Lawrence Mishel, president of the liberal Economic Policy Institute, spoke up in favor of the president’s economic policies. He said that the fiscal stimulus was “bold and effective” partly because it transferred so much money to state and local governments. “When you give them the money, they don’t cut [their] programs,” he observed.

To Mishel, the state-bailout aspect of the stimulus was positive. But to Allan Meltzer, a Carnegie Mellon economist and adviser to Presidents Reagan and Kennedy, who participated in the other side of the debate, it’s part of the stimulus’ failure.

The money that went to state and local governments only “transfers the deficit,” to the federal government, Meltzer said. The feds fund the transfer with borrowed money.

It’s worse than that. The feds missed an opportunity to push states to make long-term reforms to things like public-employee compensation in exchange for the money doled out earlier this year, 70 percent of which went toward healthcare and education.

So, the feds have taken on some of today’s deficits with money from tomorrow’s taxpayers, but made tomorrow’s state and local deficits, driven by unreformed costs, even bigger, a double hit for the taxpayer.

Former New York Gov.
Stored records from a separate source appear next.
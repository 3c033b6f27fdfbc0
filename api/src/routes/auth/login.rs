use actix_web::{web, HttpResponse};
use validator::Validate;

use ag_core::domain::entities::token::{ACCESS_TOKEN_COOKIE, REFRESH_TOKEN_COOKIE};
use ag_core::repositories::{SessionRepository, UserRepository};

use crate::app::AppState;
use crate::dto::auth::{LoginRequest, TokenResponse};
use crate::handlers::error::{handle_domain_error, handle_validation_errors};

/// Handler for POST /login
///
/// Checks the credentials and opens a new session. Sessions opened earlier
/// stay valid.
///
/// # Request Body
///
/// ```json
/// {
///     "username": "user2",
///     "password": "Password12!"
/// }
/// ```
///
/// # Response
///
/// ## Success (200 OK)
/// Sets `X-ACCESS-TOKEN` and `X-REFRESH-TOKEN` cookies.
/// ```json
/// {
///     "message": "Logged in",
///     "access_expires_in": 900,
///     "refresh_expires_in": 604800
/// }
/// ```
///
/// ## Errors
/// - 400 Bad Request: Malformed body
/// - 401 Unauthorized: Unknown user or wrong password
pub async fn login<U, S>(
    state: web::Data<AppState<U, S>>,
    request: web::Json<LoginRequest>,
) -> HttpResponse
where
    U: UserRepository + 'static,
    S: SessionRepository + 'static,
{
    if let Err(errors) = request.validate() {
        return handle_validation_errors(&errors);
    }

    match state
        .auth_service
        .login(&request.username, &request.password)
        .await
    {
        Ok(pair) => HttpResponse::Ok()
            .cookie(state.cookies.token_cookie(
                ACCESS_TOKEN_COOKIE,
                pair.access_token,
                pair.access_expires_in,
            ))
            .cookie(state.cookies.token_cookie(
                REFRESH_TOKEN_COOKIE,
                pair.refresh_token,
                pair.refresh_expires_in,
            ))
            .json(TokenResponse {
                message: "Logged in".to_string(),
                access_expires_in: pair.access_expires_in,
                refresh_expires_in: Some(pair.refresh_expires_in),
            }),
        Err(error) => handle_domain_error(&error),
    }
}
Eliot Spitzer chimed in against Obama’s policies, too. He said that state and local governments are “going bankrupt” next year, despite the federal influx of money.

Without quite saying so, Spitzer seemed to imply that states and cities could stand to cut back, saying that New York, under his administration, had managed to “bend the curve” on healthcare costs (if New York under Spitzer is a good example here, we’re all in trouble).

Spitzer also said that money to bail out the “wrong banks for the wrong reasons” was money that didn’t go into infrastructure — although he didn’t mention that money to bail out states’ special-interest-driven education and healthcare budgets is the same thing.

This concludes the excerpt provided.